Many of our patients present with lower back pain. Many times the onset is not that significant, but the pain experienced by the patient is considerable. In such cases, the patient often holds their spine rigid and guards all movement.
When evaluating the patient, a careful review of the history and description of complaints comes first and foremost.1 Understanding when and how the pain started can often give you good direction on how to pursue the case. I recall being told many times that good consult will help you understand what is going on – the subsequent palpation, exam and/or diagnostic studies should only verify what you already know.2
Most of us will default to our standard exam – palpation, observation of antalgia,3 the straight-leg raiser,4 etc. Another test that can easily be thrown into the mix is Bechterew's sitting test.5
With the patient in a seated position, have them extend each leg one at a time. Then gently apply resistive pressure to the distal thigh. This can help localize and define back / hip / leg pain. Follow this by having the patient extend both legs. The test is positive if backache or sciatic pain is increased, or if the patient cannot perform the motion due to pain.
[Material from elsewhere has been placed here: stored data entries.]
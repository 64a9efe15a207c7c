use std::path::PathBuf;

use anyhow::{Context, Result};
use clap::{Args, Subcommand, ValueEnum};
use redox_core::consts::DEFAULT_SESSIONS_ROOT;
use redox_core::frame::Channel;
use redox_core::session::{sequence_index, Session};

#[derive(Clone, Copy, ValueEnum)]
pub enum ChannelArg {
    Fad,
    Nadh,
}

impl From<ChannelArg> for Channel {
    fn from(arg: ChannelArg) -> Self {
        match arg {
            ChannelArg::Fad => Channel::Fad,
            ChannelArg::Nadh => Channel::Nadh,
        }
    }
}

#[derive(Subcommand)]
pub enum SessionCommand {
    /// Create a new timestamped session directory
    New(NewArgs),
    /// Copy images into a session's channel folder
    Add(AddArgs),
    /// List staged images and how they pair up
    List(ListArgs),
}

#[derive(Args)]
pub struct NewArgs {
    /// Directory holding all sessions
    #[arg(long, default_value = DEFAULT_SESSIONS_ROOT)]
    pub root: PathBuf,
}

#[derive(Args)]
pub struct AddArgs {
    /// Session directory
    pub session: PathBuf,

    /// Channel the images were acquired in
    #[arg(long, value_enum)]
    pub channel: ChannelArg,

    /// Image files to stage
    #[arg(required = true)]
    pub files: Vec<PathBuf>,
}

#[derive(Args)]
pub struct ListArgs {
    /// Session directory
    pub session: PathBuf,
}

pub fn run(cmd: &SessionCommand) -> Result<()> {
    match cmd {
        SessionCommand::New(args) => new(args),
        SessionCommand::Add(args) => add(args),
        SessionCommand::List(args) => list(args),
    }
}

fn new(args: &NewArgs) -> Result<()> {
    let session = Session::create_now(&args.root)
        .with_context(|| format!("Failed to create session under {}", args.root.display()))?;
    println!("{}", session.root().display());
    Ok(())
}

fn add(args: &AddArgs) -> Result<()> {
    let session = Session::open(&args.session)?;
    let channel = Channel::from(args.channel);

    for file in &args.files {
        let staged = session
            .stage_file(channel, file)
            .with_context(|| format!("Failed to stage {}", file.display()))?;
        println!("{channel:<5} {} -> {}", file.display(), staged.display());
    }
    Ok(())
}

fn list(args: &ListArgs) -> Result<()> {
    let session = Session::open(&args.session)?;

    for channel in Channel::ALL {
        let files = session.list_files(channel)?;
        println!("{channel} ({} files)", files.len());
        for file in &files {
            let name = file.file_name().map(|n| n.to_string_lossy()).unwrap_or_default();
            match sequence_index(file) {
                Ok(index) => println!("  {:>5}  {name}", index),
                Err(_) => println!("  {:>5}  {name}", "-"),
            }
        }
    }

    let fad = session.list_files(Channel::Fad)?.len();
    let nadh = session.list_files(Channel::Nadh)?.len();
    if fad != nadh {
        println!("\nWarning: {fad} FAD and {nadh} NADH images; the run needs matching counts");
    }
    Ok(())
}
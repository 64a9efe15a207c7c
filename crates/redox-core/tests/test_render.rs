use approx::assert_abs_diff_eq;
use ndarray::{array, Array2};

use redox_core::error::RedoxError;
use redox_core::render::{color_indices, intensity_stretch, pretty_redox, ColorTable};

fn grey_table() -> ColorTable {
    ColorTable::new(vec![
        [0.0, 0.0, 0.0, 1.0],
        [0.25, 0.25, 0.25, 1.0],
        [0.5, 0.5, 0.5, 1.0],
        [0.75, 0.75, 0.75, 1.0],
        [1.0, 1.0, 1.0, 1.0],
    ])
    .unwrap()
}

#[test]
fn test_jet_table() {
    let jet = ColorTable::jet(64).unwrap();
    assert_eq!(jet.len(), 64);
    assert_eq!(jet.bit_scale(), 63);

    let first = jet.get(0).unwrap();
    assert_abs_diff_eq!(first[2], 0.5);
    assert_abs_diff_eq!(first[0], 0.0);
    let last = jet.get(63).unwrap();
    assert_abs_diff_eq!(last[0], 0.5);
    assert_abs_diff_eq!(last[2], 0.0);
    assert!(jet.entries().iter().all(|c| c[3] == 1.0));
}

#[test]
fn test_table_needs_two_entries() {
    assert!(matches!(
        ColorTable::new(vec![[0.0; 4]]),
        Err(RedoxError::InvalidColorTable(_))
    ));
    assert!(ColorTable::jet(1).is_err());
}

#[test]
fn test_bounds_map_to_table_ends() {
    let redox = array![[1.0f32, 0.0, 2.5, -1.0]];
    let indices = color_indices(&redox, 63, 0.0, 1.0).unwrap();
    // uplim and above use entry 1, botlim and below the last entry.
    assert_eq!(indices[[0, 0]], 1);
    assert_eq!(indices[[0, 1]], 63);
    assert_eq!(indices[[0, 2]], 1);
    assert_eq!(indices[[0, 3]], 63);
}

#[test]
fn test_indices_are_inverted() {
    let redox = array![[0.25f32, 0.5, 0.75]];
    let indices = color_indices(&redox, 4, 0.0, 1.0).unwrap();
    assert_eq!(indices, array![[4usize, 3, 2]]);
}

#[test]
fn test_invalid_bounds() {
    let redox = Array2::<f32>::zeros((2, 2));
    let err = color_indices(&redox, 63, 0.5, 0.5).unwrap_err();
    assert!(matches!(err, RedoxError::InvalidRenderBounds { .. }));
}

#[test]
fn test_pretty_shape_and_colors() {
    let table = grey_table();
    let redox = array![[1.0f32, 0.0], [0.5, 0.25]];
    let total = array![[1.0f32, 2.0], [3.0, 4.0]];

    let render = pretty_redox(&redox, &total, &table, 0.0, 1.0).unwrap();
    assert_eq!(render.rgba.dim(), (2, 2, 4));
    assert_eq!(render.indices.dim(), (2, 2));
    assert!(render.indices.iter().all(|&i| i < table.len()));

    // uplim -> entry 1, botlim -> entry 4, 0.5 -> round(2) + 1.
    assert_eq!(render.rgba[[0, 0, 0]], 0.25);
    assert_eq!(render.rgba[[0, 1, 0]], 1.0);
    assert_eq!(render.rgba[[1, 0, 0]], 0.75);
    assert!(render.rgba.iter().all(|&v| (0.0..=1.0).contains(&v)));
}

#[test]
fn test_pretty_shape_mismatch() {
    let err = pretty_redox(
        &Array2::zeros((2, 2)),
        &Array2::zeros((2, 3)),
        &grey_table(),
        0.0,
        1.0,
    )
    .unwrap_err();
    assert!(matches!(err, RedoxError::ShapeMismatch { .. }));
}

#[test]
fn test_intensity_stretch_is_inverted_and_clipped() {
    let total = Array2::from_shape_fn((10, 10), |(r, c)| (r * 10 + c + 1) as f32);
    let stretched = intensity_stretch(&total);

    assert_eq!(stretched.dim(), (10, 10));
    assert!(stretched.iter().all(|&v| (0.0..=1.0).contains(&v)));
    // Brightest pixel sits above p99 and saturates at 0; dimmest at 1.
    assert_eq!(stretched[[9, 9]], 0.0);
    assert_eq!(stretched[[0, 0]], 1.0);
    assert!(stretched[[2, 0]] > stretched[[7, 0]]);
}

#[test]
fn test_intensity_stretch_degenerate_is_zero() {
    assert!(intensity_stretch(&Array2::zeros((3, 3))).iter().all(|&v| v == 0.0));
    assert!(intensity_stretch(&Array2::from_elem((3, 3), 7.0))
        .iter()
        .all(|&v| v == 0.0));
}
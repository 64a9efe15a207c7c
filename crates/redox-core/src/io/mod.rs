pub mod depth;
pub mod image_io;

pub use depth::normalize_depth;
pub use image_io::{load_channel, load_ratio_tiff, save_ratio_tiff, save_rgba_image};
When the disc is involved, extending both legs will usually increase the spinal and sciatic discomfort. This test can help you differentiate a disc lesion from sciatica, adhesions, spasm or subluxation.5
Remember, the spinal cord ends at L1. Because the roots of the cauda equina run vertically within the theca, one of more of these passing caudal nerves may also be compressed. The majority of disc lesions in the lower back occur at L4-5 or L5-S1 – it is at these levels that a disc lesion will produce a syndrome of lower backache with sciatica.5
As I have shared before, no one test is all-inclusive. Bechterew's is a great test to help focus on a disc lesion and root irritation in the lower lumbar spine, but the positive finding of this test must be correlated with the rest of your examination findings.6 Also note that this test is similar to the seated straight-leg raise test and can be used to help screen for malingering or symptom magnification.7
If you elicit pain with Bechterew's, you are obligated to test further to define the source of the patient's complaints. Remember when performing the test to always note where the pain goes. Is it in the back, the buttock or the leg? Does it go down to the knee or foot? Does it cause tension or pulling up into the neck?8 Such notes are invaluable when documenting your patient's complaints and the extent of the irritation.
References
- Briggs DR. "Take the Time to Listen." Dynamic Chiropractic, Jan. 29, 2010.
- From the teachings of my good friend and mentor, Dr. Phil Paone, Palmer College.
- Briggs DR. "The Leaning Low Back." Dynamic Chiropractic, Nov. 19, 2007.
- Briggs DR. "The Straight Leg Raise Test." Dynamic Chiropractic, May 8, 2006.
- Evans RC. Illustrated Essentials in Orthopedic Physical Assessment. St. Louis, MO: Mosby; 1994.
- Briggs DR. "Some Lumbar Differentials." Dynamic Chiropractic, Dec. 2, 2008
- Briggs DR. "The Pain of Symptom Magnification." Dynamic Chiropractic, Dec. 3, 2006.
- Hammer W. "Use of the Straight-Leg Test for Upper-Extremity Involvement." Dynamic Chiropractic, Nov. 17, 1997.